A watertight case for action
In an Indian conservation scene plagued by habitat destruction and poaching, here is one species that can be saved, writes Bahar Dutt.
There’s a mysterious disease stalking the gharial (the Indian crocodile). Even as I write this, dead bodies of the gharial are being dragged out from the river Chambal. Females, males and sub-adults — the death toll continues to rise day after day.

It’s a mass slaughter and it’s not due to poaching — it’s an epidemic, which has already wiped out a massive chunk of the gharial population. Almost a hundred gharials have died at the National Chambal wildlife sanctuary alone, the only one in the country that extends into three states, Madhya Pradesh, Rajasthan and Uttar Pradesh. The MP government has been swift to react. But Rajasthan still refuses to acknowledge the problem (even though the Environment Minister at the Centre is from Rajasthan). The UP government, too, is foxed.
But other than sending the dead bodies for a routine post-mortem, everyone is clueless.
Renowned wildlife filmmakers Naresh and Rajesh Bedi, who have been filming gharials for the last decade, could not believe what they saw this December: a male gharial heaved and trembled as it raised its snout in the air and died a slow death.
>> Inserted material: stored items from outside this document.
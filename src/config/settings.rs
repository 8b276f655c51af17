//! User settings for spendlog
//!
//! Manages display preferences for the ledger output. Dates are not
//! configurable: the stored file format is always ISO 8601.

use serde::{Deserialize, Serialize};

use super::paths::SpendlogPaths;
use crate::error::LedgerError;

/// User settings for spendlog
#[derive(Debug, Clone, Serialize, Deserialize)]
pub struct Settings {
    /// Schema version for migration support
    #[serde(default = "default_schema_version")]
    pub schema_version: u32,

    /// Default currency symbol
    #[serde(default = "default_currency")]
    pub currency_symbol: String,
}

fn default_schema_version() -> u32 {
    1
}

fn default_currency() -> String {
    "$".to_string()
}

impl Default for Settings {
    fn default() -> Self {
        Self {
            schema_version: default_schema_version(),
            currency_symbol: default_currency(),
        }
    }
}

impl Settings {
    /// Load settings from disk, or create default settings if file doesn't exist
    pub fn load_or_create(paths: &SpendlogPaths) -> Result<Self, LedgerError> {
        let settings_path = paths.settings_file();

        if settings_path.exists() {
            let contents = std::fs::read_to_string(&settings_path)
                .map_err(|e| LedgerError::Io(format!("Failed to read settings file: {}", e)))?;

            let settings: Settings = serde_json::from_str(&contents).map_err(|e| {
                LedgerError::Config(format!("Failed to parse settings file: {}", e))
            })?;

            Ok(settings)
        } else {
            // Create default settings
            let settings = Settings::default();
            // Don't save yet - let caller decide when to persist
            Ok(settings)
        }
    }

    /// Save settings to disk
    pub fn save(&self, paths: &SpendlogPaths) -> Result<(), LedgerError> {
        // Ensure the config directory exists
        paths.ensure_directories()?;

        let settings_path = paths.settings_file();
        let contents = serde_json::to_string_pretty(self)
            .map_err(|e| LedgerError::Config(format!("Failed to serialize settings: {}", e)))?;

        std::fs::write(&settings_path, contents)
            .map_err(|e| LedgerError::Io(format!("Failed to write settings file: {}", e)))?;

        Ok(())
    }
}

#[cfg(test)]
mod tests {
    use super::*;
    use tempfile::TempDir;

    #[test]
    fn test_default_settings() {
        let settings = Settings::default();
        assert_eq!(settings.schema_version, 1);
        assert_eq!(settings.currency_symbol, "$");
    }

    #[test]
    fn test_save_and_load() {
        let temp_dir = TempDir::new().unwrap();
        let paths = SpendlogPaths::with_base_dir(temp_dir.path().to_path_buf());

        let mut settings = Settings::default();
        settings.currency_symbol = "€".to_string();
        settings.save(&paths).unwrap();

        let loaded = Settings::load_or_create(&paths).unwrap();
        assert_eq!(loaded.currency_symbol, "€");
    }

    #[test]
    fn test_load_missing_returns_default() {
        let temp_dir = TempDir::new().unwrap();
        let paths = SpendlogPaths::with_base_dir(temp_dir.path().to_path_buf());

        let settings = Settings::load_or_create(&paths).unwrap();
        assert_eq!(settings.currency_symbol, "$");
        assert!(!paths.settings_file().exists());
    }
}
Gharials are not easy creatures to film and will jump into the water even if you are 30 feet away. This time around, the gharials just lay there as the filmmakers went right up to them. The female gharial was too sick to even jump into the water for cover. A few days later, the bodies continue to be dragged from the river.
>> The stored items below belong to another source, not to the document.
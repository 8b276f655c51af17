//! Ledger display formatting
//!
//! Formats ledger entries, filter results, statistics, and category sets for
//! terminal output. Skipped-line counts are always rendered when non-zero so
//! file corruption is observable instead of silent.

use crate::models::Record;
use crate::storage::{CategorySet, FilteredRecords, LedgerStats};

/// Format a confirmation line for a freshly appended record
pub fn format_added(record: &Record, currency: &str) -> String {
    format!(
        "Added: {} - {}{} on {}\n",
        record.category, currency, record.amount, record.date
    )
}

/// Format the full entry listing in insertion order
pub fn format_entry_list(lines: &[String]) -> String {
    if lines.is_empty() {
        return "No expenses recorded yet.\n\nRun 'spendlog add <category> <amount>' to record your first expense.\n"
            .to_string();
    }

    let mut output = String::new();
    for line in lines {
        output.push_str(line);
        output.push('\n');
    }
    output
}

/// Format a category filter result with its header
pub fn format_filtered(category: &str, result: &FilteredRecords) -> String {
    let mut output = format!("Expenses in category '{}':\n", category);

    if result.lines.is_empty() {
        output.push_str("  (none)\n");
    } else {
        for line in &result.lines {
            output.push_str(&format!("  {}\n", line));
        }
    }

    output.push_str(&skipped_note(result.skipped));
    output
}

/// Format the stats summary with two-decimal amounts
pub fn format_stats(stats: &LedgerStats, currency: &str) -> String {
    let mut output = format!(
        "Total Expenses: {}{:.2} | Average: {}{:.2} ({} {})\n",
        currency,
        stats.total,
        currency,
        stats.average,
        stats.count,
        if stats.count == 1 { "entry" } else { "entries" }
    );

    output.push_str(&skipped_note(stats.skipped));
    output
}

/// Format the distinct category set
///
/// The set itself is unordered; output is sorted for stable display only.
pub fn format_categories(result: &CategorySet) -> String {
    if result.categories.is_empty() {
        return "No categories used yet.\n".to_string();
    }

    let mut names: Vec<&String> = result.categories.iter().collect();
    names.sort();

    let mut output = String::new();
    output.push_str("Categories used:\n");
    for name in names {
        output.push_str(&format!("  {}\n", name));
    }

    output.push_str(&skipped_note(result.skipped));
    output
}

/// Format the removal outcome from a removed-line count
pub fn format_removed(removed: usize, date: &str, category: &str) -> String {
    if removed == 0 {
        format!(
            "No entries matched date '{}' and category '{}'.\n",
            date, category
        )
    } else {
        format!(
            "Removed {} {} matching date '{}' and category '{}'.\n",
            removed,
            if removed == 1 { "entry" } else { "entries" },
            date,
            category
        )
    }
}

fn skipped_note(skipped: usize) -> String {
    if skipped == 0 {
        String::new()
    } else {
        format!(
            "Warning: skipped {} malformed {}.\n",
            skipped,
            if skipped == 1 { "line" } else { "lines" }
        )
    }
}

#[cfg(test)]
mod tests {
    use super::*;
    use std::collections::HashSet;

    #[test]
    fn test_format_entry_list_empty() {
        let output = format_entry_list(&[]);
        assert!(output.contains("No expenses recorded yet."));
    }

    #[test]
    fn test_format_entry_list_preserves_order() {
        let lines = vec![
            "2024-01-01,Food,20".to_string(),
            "2024-01-02,Transport,15".to_string(),
        ];
        let output = format_entry_list(&lines);
        assert_eq!(output, "2024-01-01,Food,20\n2024-01-02,Transport,15\n");
    }

    #[test]
    fn test_format_stats_two_decimals() {
        let stats = LedgerStats {
            total: 35.0,
            average: 17.5,
            count: 2,
            skipped: 0,
        };
        let output = format_stats(&stats, "$");
        assert!(output.contains("Total Expenses: $35.00 | Average: $17.50 (2 entries)"));
        assert!(!output.contains("Warning"));
    }

    #[test]
    fn test_format_stats_surfaces_skipped() {
        let stats = LedgerStats {
            total: 10.0,
            average: 10.0,
            count: 1,
            skipped: 1,
        };
        let output = format_stats(&stats, "$");
        assert!(output.contains("Warning: skipped 1 malformed line."));
    }

    #[test]
    fn test_format_categories_sorted() {
        let mut categories = HashSet::new();
        categories.insert("transport".to_string());
        categories.insert("food".to_string());
        let result = CategorySet {
            categories,
            skipped: 0,
        };

        let output = format_categories(&result);
        let food_pos = output.find("food").unwrap();
        let transport_pos = output.find("transport").unwrap();
        assert!(food_pos < transport_pos);
    }

    #[test]
    fn test_format_removed() {
        assert!(format_removed(0, "2024-01-01", "Food").contains("No entries matched"));
        assert!(format_removed(1, "2024-01-01", "Food").contains("Removed 1 entry"));
        assert!(format_removed(3, "2024-01-01", "Food").contains("Removed 3 entries"));
    }
}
It’s a virtual mortuary on the banks of the Chambal: gharials succumbing to a disease that scientists are unable to identify, while a forest department looks on helplessly. Fewer than 200 breeding pairs of gharials are found in the wild today and with the latest deaths, the numbers have shrunk rapidly.
Why should we care if a few hundred gharials have died? Well, because the gharial was once a symbol of all that was right with Indian conservation. Having shrunk to very low populations in the 1980s, gharial numbers had revived solely because of an active captive breeding programme. Sand mining used to be one of the biggest problems affecting the habitat. Last year, this too was stopped following orders from the Supreme Court. Things were beginning to look up.
Until these sudden unexplained mass deaths.
What flummoxes wildlife managers is that none of the other species of the Chambal river ecosystem like the otter, the gharial’s cousin, the Indian mugger (crocodile), and over a 100 species of migratory birds such as the pelican, which also feeds on the same waters as the gharial, have been affected. The post-mortem reports show a high content of heavy metals such as lead, arsenic and chrome in the stomachs of the dead gharials. But where did the lead come from? If you have ever visited the Chambal sanctuary, you may be forgiven for thinking that it’s on the edge of the world. Because of the traditional fear of dacoits, hardly any industries have set up base here and human habitation is sparse. The river is sparkling clean with no industrial contamination.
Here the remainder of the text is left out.